Written by Andrew Fort
I write this article after having watched a thrilling second-round Wimbledon tennis match: Rafael Nadal versus Nick Kyrgios. It reminded me of an investment book by Charles D. Ellis called Winning the Loser’s Game: Timeless Strategies for Successful Investing, itself based partly on a book entitled Extraordinary Tennis for the Ordinary Tennis Player.
The premise is that tennis is not one game but two. One game of tennis is played by professionals and a very few gifted amateurs; the other is played by all the rest of us.
Although players in both games use the same equipment, dress, rules and scoring and conform to the same etiquette and customs (maybe not Nick Kyrgios!), the two games are quite different. Professionals win points, amateurs lose points. Professional tennis players stroke the ball, often through long and exciting rallies, until one player is able to drive the ball just beyond the reach of his or her opponent. Errors are seldom made by these players.
Brilliant shots and enduring rallies, are few and far between in amateur tennis. The ball is often hit into the net or out-of-court and double faults at service are not uncommon. The victor gets a better score because his or her opponent is losing even more points than they are! By the same measure, golf is another ‘loser’s’ game.
So how does this apply to investing?
Most professional investment managers believe that they can beat the market, in other words that they can consistently perform better than average. The financial pages in newspapers are full of adverts proclaiming that this fund or the other has performed better and that you should invest with them. However, after allowing for costs, a manager who wishes to deliver returns 20% better than the market must earn a gross return before fees and transaction costs, that is more than 40% better than the market. Most people would accept that this is highly unlikely. The book was written in 1975; it is commonly accepted that the market is much more efficient now than it was then.

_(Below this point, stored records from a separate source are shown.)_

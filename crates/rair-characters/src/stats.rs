//! Base and bonus stat blocks.
//!
//! Base values are what content or save data says the character has.
//! Bonuses are the signed sum of every active effect's contribution and
//! are only ever changed through [`StatBlock::adjust_bonus`], which the
//! effect engine pairs with an exact inverse on teardown.

use std::collections::BTreeMap;

use rair_types::Stat;

/// A character's stats: base values plus effect bonuses.
#[derive(Debug, Clone, Default, PartialEq, Eq)]
pub struct StatBlock {
    base: BTreeMap<Stat, i64>,
    bonus: BTreeMap<Stat, i64>,
}

impl StatBlock {
    /// Create a block from base values with no bonuses.
    pub const fn from_base(base: BTreeMap<Stat, i64>) -> Self {
        Self {
            base,
            bonus: BTreeMap::new(),
        }
    }

    /// Effective value: base plus bonus.
    pub fn get(&self, stat: Stat) -> i64 {
        self.base_value(stat).saturating_add(self.bonus_value(stat))
    }

    /// Base value only.
    pub fn base_value(&self, stat: Stat) -> i64 {
        self.base.get(&stat).copied().unwrap_or(0)
    }

    /// Bonus value only.
    pub fn bonus_value(&self, stat: Stat) -> i64 {
        self.bonus.get(&stat).copied().unwrap_or(0)
    }

    /// Overwrite a base value.
    pub fn set_base(&mut self, stat: Stat, value: i64) {
        self.base.insert(stat, value);
    }

    /// Add `delta` to the bonus for `stat`. Zero bonuses are pruned.
    pub fn adjust_bonus(&mut self, stat: Stat, delta: i64) {
        let next = self.bonus_value(stat).saturating_add(delta);
        if next == 0 {
            self.bonus.remove(&stat);
        } else {
            self.bonus.insert(stat, next);
        }
    }

    /// All base values.
    pub const fn base(&self) -> &BTreeMap<Stat, i64> {
        &self.base
    }

    /// Effective values for every stat that has a base or a bonus.
    pub fn effective(&self) -> BTreeMap<Stat, i64> {
        let mut out = self.base.clone();
        for (stat, delta) in &self.bonus {
            let entry = out.entry(*stat).or_insert(0);
            *entry = entry.saturating_add(*delta);
        }
        out
    }

    /// Whether any bonus is currently applied.
    pub fn has_bonuses(&self) -> bool {
        !self.bonus.is_empty()
    }
}

#[cfg(test)]
mod tests {
    use super::*;

    #[test]
    fn bonus_stacks_on_base() {
        let mut block = StatBlock::from_base(BTreeMap::from([(Stat::Str, 10)]));
        block.adjust_bonus(Stat::Str, 3);
        assert_eq!(block.get(Stat::Str), 13);
        assert_eq!(block.base_value(Stat::Str), 10);
    }

    #[test]
    fn inverse_adjustment_clears_bonus() {
        let mut block = StatBlock::default();
        block.adjust_bonus(Stat::Perception, 40);
        block.adjust_bonus(Stat::Perception, -40);
        assert!(!block.has_bonuses());
        assert_eq!(block.get(Stat::Perception), 0);
    }

    #[test]
    fn effective_merges_bonus_only_stats() {
        let mut block = StatBlock::from_base(BTreeMap::from([(Stat::Dex, 5)]));
        block.adjust_bonus(Stat::IceResist, 20);
        let eff = block.effective();
        assert_eq!(eff.get(&Stat::Dex), Some(&5));
        assert_eq!(eff.get(&Stat::IceResist), Some(&20));
    }
}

In the space that this article allows, the solution is quite simply to make fewer investment mistakes than others. Try to do a few things unusually well. Have a real financial plan for your future, make sure you have enough money for the short (and don’t take risks with short-term money) medium and long term. Diversify as much as possible. Don’t believe in predictions. Don’t believe the adverts. Finally, as I said in last month’s article, you should never hold enough of any one holding to make a killing or to be killed.
Arguably one of the reasons that Rafael Nadal won the match is because he didn’t showboat by playing shots with a low probability of success.